No: In fact he ruled the opposite. As Grimmelmann told me, it’s as if Leval is saying: “This is transformative use. They got it exactly right.”

“For nearly 300 years, since shortly after the birth of copyright in England in 1710, courts have recognized that, in certain circumstances, giving authors absolute control over all copying from their works would tend in some circumstances to limit, rather than expand, public knowledge,” writes the judge in his decision.

Later he summarizes:

Google’s unauthorized digitizing of copyright-protected works, creation of a search functionality, and display of snippets from those works are non-infringing fair uses. The purpose of the copying is highly transformative, the public display of text is limited, and the revelations do not provide a significant market substitute for the protected aspects of the originals.

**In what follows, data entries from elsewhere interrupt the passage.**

// Deterministic collaborators shared by unit tests.

use anyhow::Result;
use async_trait::async_trait;
use std::sync::atomic::{AtomicU32, Ordering};
use std::sync::Arc;

use crate::database::connection::{ConnectError, DbConnector};
use crate::database::provider_selector::{ProviderSelector, Selection};
use crate::error::InitError;
use crate::models::provider::{ProviderConfig, ProviderId};
use crate::models::record::AdminIdentity;
use crate::security::password::PasswordHasher;
use crate::storage::{NewUser, StorageCapability, REQUIRED_TABLES};

/// Connector that fails the first `fail_first` attempts, then succeeds.
pub struct StubConnector {
    fail_first: u32,
    transient: bool,
    tables: Option<Vec<String>>,
    connect_calls: AtomicU32,
}

impl StubConnector {
    pub fn healthy() -> Self {
        Self {
            fail_first: 0,
            transient: true,
            tables: Some(REQUIRED_TABLES.iter().map(|t| t.to_string()).collect()),
            connect_calls: AtomicU32::new(0),
        }
    }

    pub fn failing(transient: bool) -> Self {
        Self {
            fail_first: u32::MAX,
            transient,
            ..Self::healthy()
        }
    }

    pub fn flaky(failures: u32) -> Self {
        Self {
            fail_first: failures,
            ..Self::healthy()
        }
    }

    /// `None` makes table listing fail.
    pub fn with_tables(mut self, tables: Option<Vec<String>>) -> Self {
        self.tables = tables;
        self
    }

    pub fn connect_calls(&self) -> u32 {
        self.connect_calls.load(Ordering::SeqCst)
    }
}

#[async_trait]
impl DbConnector for StubConnector {
    async fn connect(&self, _config: &ProviderConfig) -> Result<(), ConnectError> {
        let attempt = self.connect_calls.fetch_add(1, Ordering::SeqCst) + 1;
        if attempt <= self.fail_first {
            return Err(ConnectError {
                user_message: format!("refused on attempt {}", attempt),
                internal_details: format!("stub failure {}", attempt),
                transient: self.transient,
            });
        }
        Ok(())
    }

    async fn list_tables(&self, _config: &ProviderConfig) -> Result<Vec<String>> {
        self.tables
            .clone()
            .ok_or_else(|| anyhow::anyhow!("permission denied listing tables"))
    }
}

/// Storage that records calls and can be told to fail either step.
pub struct RecordingStorage {
    provider: ProviderId,
    requires_schema: bool,
    fail_schema: bool,
    fail_create: bool,
    schema_calls: AtomicU32,
    create_calls: AtomicU32,
}

impl RecordingStorage {
    pub fn new(provider: ProviderId, requires_schema: bool) -> Self {
        Self {
            provider,
            requires_schema,
            fail_schema: false,
            fail_create: false,
            schema_calls: AtomicU32::new(0),
            create_calls: AtomicU32::new(0),
        }
    }

    pub fn failing_schema(mut self) -> Self {
        self.fail_schema = true;
        self
    }

    pub fn failing_create(mut self) -> Self {
        self.fail_create = true;
        self
    }

    pub fn schema_calls(&self) -> u32 {
        self.schema_calls.load(Ordering::SeqCst)
    }

    pub fn create_calls(&self) -> u32 {
        self.create_calls.load(Ordering::SeqCst)
    }
}

#[async_trait]
impl StorageCapability for RecordingStorage {
    fn provider(&self) -> ProviderId {
        self.provider
    }

    fn requires_schema(&self) -> bool {
        self.requires_schema
    }

    async fn initialize_schema(&self) -> Result<(), InitError> {
        self.schema_calls.fetch_add(1, Ordering::SeqCst);
        if self.fail_schema {
            return Err(InitError::SchemaInitialization(
                "permission denied to create table users".to_string(),
            ));
        }
        Ok(())
    }

    async fn create_user(&self, user: NewUser) -> Result<AdminIdentity, InitError> {
        let n = self.create_calls.fetch_add(1, Ordering::SeqCst) + 1;
        if self.fail_create {
            return Err(InitError::AdminCreation(format!(
                "Username '{}' already exists.",
                user.username
            )));
        }
        Ok(AdminIdentity {
            id: format!("user-{}", n),
            username: user.username,
            email: user.email,
        })
    }
}

/// Hands out the same storage for every config.
pub struct StubSelector {
    storage: Arc<RecordingStorage>,
    calls: AtomicU32,
}

impl StubSelector {
    pub fn new(storage: Arc<RecordingStorage>) -> Self {
        Self {
            storage,
            calls: AtomicU32::new(0),
        }
    }

    pub fn calls(&self) -> u32 {
        self.calls.load(Ordering::SeqCst)
    }
}

impl ProviderSelector for StubSelector {
    fn select(&self, config: &ProviderConfig) -> Result<Selection, InitError> {
        self.calls.fetch_add(1, Ordering::SeqCst);
        Ok(Selection {
            storage: self.storage.clone(),
            requested: config.provider_id(),
            provider: self.storage.provider(),
            effective: config.clone(),
            warning: None,
        })
    }
}

/// Cheap stand-in for the PBKDF2 hasher.
pub struct PlainHasher;

impl PasswordHasher for PlainHasher {
    fn hash(&self, password: &str) -> Result<String> {
        Ok(format!("plain${}", password.len()))
    }

    fn verify(&self, password: &str, encoded: &str) -> Result<bool> {
        Ok(encoded == format!("plain${}", password.len()))
    }
}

In other words, Google Books is legal.

And not only that, but the case is likely resolved for good. In 2012, a district court ruled that Hathitrust, a university consortium that used Google Books’s scans to make books accessible to blind students, was not only a legal form of fair use but also required by the Americans with Disabilities Act. Experts say that the Supreme Court is unlikely to hear an appeal, because so many district court judges, and two different federal circuits, have found themselves so broadly in agreement about the nature of transformative use online.

“The Authors Guild is deluding itself to think that this is an area that is open and controversial in the view of the lower courts,” Grimmelmann said.

This isn’t only good news for fans of Google Books. It helps makes the legal boundaries of fair use clear to other organizations who may try to take advantage of it, including libraries and non-profits.

“It gives us a better senses of where fair use lies,” says Dan Cohen, the executive director of the Digital Public Library of America. They “give a firmer foundation and certainty for non-profits.”

Cohen also said that librarians and digital humanists working in other countries wished they had some of the legal protections present in the United States.

“I know from talking to my [international] peers they are very envious of our fair-use provision. They really have to operate under a much more restrictive world, where they’re not allowed non-commercial educational works that don’t destroy the marketplace,” he told me.

Of all the parts of Judge Leval’s decision, many people I talked to were happiest to see that it stressed that fair use’s importance went beyond any tool, company, or institution. “To me, I think a muscular fair use is an overall benefit to society, and I think it helps both authors and readers,” said Cohen.

A muscular fair use is precisely what Leval had in mind in his original 1990 article. “The copyright is not an inevitable, divine, or natural right that confers on authors the absolute ownership of their creations,” he wrote. “It is designed rather to stimulate activity and progress in the arts for the intellectual enrichment of the public.”